There can be no cure for this dismal condition unless there be a Moral Code having authority not from man but from God. It is of course true that there is implanted in every human soul a primary rudimentary knowledge of right and wrong. And one might be tempted to say, therefore, that a man in doubt about morals need only consult his own heart and conscience. So it may have been before man's heart became corrupted, his conscience clouded with sin and doubt, and his mind upset in these latter days with the bewildering contradictions of rival philosophical systems. But, however clear and sure man's conscience may have been when it came new from the hand of the Creator, one thing is certain, man is not now a law unto himself.
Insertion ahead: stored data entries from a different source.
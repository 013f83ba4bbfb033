use std::path::PathBuf;

use clap::{Arg, ArgAction, Command, value_parser};

pub fn root_command() -> Command {
    Command::new("burrow")
        .version(env!("CARGO_PKG_VERSION"))
        .about("Persistent terminal sessions you can detach from and reattach to")
        .long_about("burrow runs each session's program under a small background daemon that owns its pseudo-terminal. Clients attach and detach freely; the program keeps running, and a reattaching client sees the screen exactly as it would have had it stayed.")
        .arg(
            Arg::new("verbose")
                .short('v')
                .long("verbose")
                .help("Enable verbose logging output")
                .action(ArgAction::SetTrue)
                .global(true),
        )
        .arg(
            Arg::new("no-color")
                .long("no-color")
                .help("Disable colored output")
                .action(ArgAction::SetTrue)
                .global(true),
        )
        .arg(
            Arg::new("socket-dir")
                .long("socket-dir")
                .help("Directory holding session sockets (default: $BURROW_DIR, then config, then the runtime dir)")
                .value_name("DIR")
                .value_parser(value_parser!(PathBuf))
                .global(true),
        )
        .subcommand_required(true)
        .arg_required_else_help(true)
}
use clap::{Arg, ArgAction, Command};

pub fn list_command() -> Command {
    Command::new("list")
        .visible_alias("ls")
        .about("List running sessions")
        .arg(
            Arg::new("json")
                .long("json")
                .help("Output in JSON format")
                .action(ArgAction::SetTrue),
        )
}

pub fn history_command() -> Command {
    Command::new("history")
        .about("Print a session's scrollback and screen")
        .arg(
            Arg::new("name")
                .help("Session name")
                .required(true)
                .index(1),
        )
        .arg(
            Arg::new("format")
                .long("format")
                .help("Output format")
                .value_parser(["plain", "replay", "html"])
                .default_value("plain"),
        )
}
In fact, a condition in which every man would be a law unto himself would be a complete rejection of the traditional beliefs of morality that have been held since at least the time of Abraham.
We need authority, certainty, infallibility. "If the trumpet speak an uncertain sound, who shall gird himself for the battle?" The only trumpet that rings clear and true and unmistakable in the moral world is the Divine Clarion proclaiming "Thus sayeth the Lord!"
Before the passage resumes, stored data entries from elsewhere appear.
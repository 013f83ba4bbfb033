//! burrow-core: session registry, lifecycle and fork orchestration
//!
//! Everything the `burrow` CLI does besides drawing: finding sessions in the
//! socket directory, starting daemons, forking sessions and one-shot
//! requests.
//!
//! # Main Entry Points
//!
//! - [`registry`] - Probe, enumerate and clean up session entries
//! - [`lifecycle`] - Find a live session or daemonize a new one
//! - [`fork`] - Start a copy of the current session
//! - [`control`] - Kill, detach-all and history requests

pub mod control;
pub mod daemonize;
pub mod errors;
pub mod fork;
pub mod lifecycle;
pub mod logging;
pub mod registry;

pub use burrow_daemon::{DaemonConfig, load_daemon_config, load_daemon_config_from};
pub use burrow_protocol::{HistoryFormat, SESSION_ENV, SessionInfo, SessionName, SessionStatus};

pub use daemonize::{Daemonized, daemonize};
pub use errors::{BurrowError, CoreError};
pub use fork::{ForkContext, Forked, Launcher, fork_session};
pub use lifecycle::{DaemonLauncher, LaunchRequest, SessionOutcome, ensure_session};
pub use registry::{
    Listing, Liveness, SessionRegistry, SocketRegistry, list_sessions, resolve_socket_dir,
};

// Re-export logging initialization
pub use logging::init_logging;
The Ten Commandments are not the voice of man: they are the revelation of the mind and the will of the Almighty. The children of Israel cried in olden days to Moses, "Speak thou unto us and we will hear, let not the Lord speak unto us lest we die." "Not so," cries Thomas a Kempis, the Christian saint, "not so, Lord, not so I beseech Thee, but rather with the prophet Samuel I humbly and earnestly entreat 'Speak Lord for thy servant heareth.' "And so the Lord speaks directly to the soul, but lest the still small voice be inaudible or misunderstood, God thunders corroboration from the Mount. But whether He whisper or whether He thunder, the message is the same, the infallible, everlasting moral law, in brief the Ten Commandments.
2032 The Church, the "pillar and bulwark of truth," has received this solemn command of Christ from the apostles to announce the saving truth. To the Church belongs the right always and everywhere to announce moral principles, including those pertaining to the social order, and to make judgments on any human affairs to the extent that they are required by the fundamental rights of the human person or the salvation of souls.
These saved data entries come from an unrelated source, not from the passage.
use std::path::PathBuf;

use clap::ArgMatches;
use tracing::{error, warn};

use burrow_core::{
    BurrowError, DaemonConfig, SessionName, SocketRegistry, load_daemon_config_from,
    resolve_socket_dir,
};
use burrow_paths::BurrowPaths;

use crate::color;

/// Everything a command needs to reach the registry and start daemons.
pub(crate) struct CliContext {
    pub registry: SocketRegistry,
    pub config: DaemonConfig,
    pub paths: BurrowPaths,
}

impl CliContext {
    pub fn load(matches: &ArgMatches) -> Result<Self, Box<dyn std::error::Error>> {
        let paths = resolve_paths();
        let config = load_config_with_warning(&paths);
        let socket_dir = resolve_socket_dir(
            matches.get_one::<PathBuf>("socket-dir").map(PathBuf::as_path),
            &config,
        );

        let registry = match SocketRegistry::open(&socket_dir, config.probe_timeout()) {
            Ok(registry) => registry,
            Err(e) => {
                eprintln!(
                    "{} {}: {}",
                    color::error("Cannot open socket directory"),
                    socket_dir.display(),
                    e
                );
                error!(
                    event = "cli.registry_open_failed",
                    dir = %socket_dir.display(),
                    error = %e
                );
                return Err(e.into());
            }
        };

        Ok(Self {
            registry,
            config,
            paths,
        })
    }
}

fn resolve_paths() -> BurrowPaths {
    BurrowPaths::resolve().unwrap_or_else(|e| {
        warn!(
            event = "cli.paths.home_dir_fallback",
            error = %e,
            fallback = "/tmp/.burrow",
        );
        BurrowPaths::from_dir(PathBuf::from("/tmp/.burrow"))
    })
}

/// Load configuration with warning on errors.
///
/// Falls back to defaults if the config fails validation, but notifies the
/// user on stderr and logs `cli.config.load_failed`.
fn load_config_with_warning(paths: &BurrowPaths) -> DaemonConfig {
    match load_daemon_config_from(&paths.user_config()) {
        Ok(config) => config,
        Err(e) => {
            eprintln!(
                "{} Could not load config: {}. Using defaults.\n\
                 Tip: Check {} for invalid values.",
                color::warning("Warning:"),
                e,
                paths.user_config().display()
            );
            warn!(
                event = "cli.config.load_failed",
                error = %e,
                "Config load failed, using defaults"
            );
            DaemonConfig::default()
        }
    }
}

/// Print a failed operation as one line and log it under `event`.
pub(crate) fn report<E>(what: &str, e: &E, event: &str)
where
    E: std::error::Error + BurrowError,
{
    eprintln!("{} {}", color::error(&format!("{}:", what)), e);
    if e.is_user_error() {
        warn!(event = event, code = e.error_code(), error = %e);
    } else {
        error!(event = event, code = e.error_code(), error = %e);
    }
}

/// Parse a session name argument, reporting a bad one.
pub(crate) fn session_name(
    matches: &ArgMatches,
    event: &str,
) -> Result<SessionName, Box<dyn std::error::Error>> {
    let raw = matches
        .get_one::<String>("name")
        .ok_or("Session name is required")?;
    SessionName::new(raw.as_str()).map_err(|e| {
        let e = burrow_core::CoreError::from(e);
        report("Invalid session name", &e, event);
        e.into()
    })
}

/// Current terminal size as `(cols, rows)`, 80x24 when stdout is not a tty.
pub(crate) fn terminal_size() -> (u16, u16) {
    use nix::libc;
    // SAFETY: TIOCGWINSZ only writes into the zeroed winsize we own.
    unsafe {
        let mut winsize: libc::winsize = std::mem::zeroed();
        if libc::ioctl(libc::STDOUT_FILENO, libc::TIOCGWINSZ, &mut winsize) == 0
            && winsize.ws_col > 0
            && winsize.ws_row > 0
        {
            (winsize.ws_col, winsize.ws_row)
        } else {
            (80, 24)
        }
    }
}
pub mod codec;

pub use codec::{read_message, write_message};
2033 The Magisterium (meaning the `Teaching Authority’) of the Pastors of the Church in moral matters is ordinarily exercised in catechesis and preaching, with the help of the works of theologians and spiritual authors. Thus from generation to generation, under the armor and vigilance of the pastors, the "deposit" of Christian moral teaching has been handed on, a deposit composed of a characteristic body of rules, commandments, and virtues proceeding from faith in Christ and animated by charity. Alongside the Creed and the Our Father, the basis for this catechesis has traditionally been the Decalogue which sets out the principles of moral life valid for all men.
2034 The Roman Pontiff and the bishops are "authentic teachers, that is, teachers endowed with the authority of Christ, who preach the faith to the people entrusted to them, the faith to be believed and put into practice." (Vatican II LG 25) The ordinary and universal Magisterium of the Pope and the bishops in communion with him teach the faithful the truth to believe, the charity to practice, the beatitude to hope for.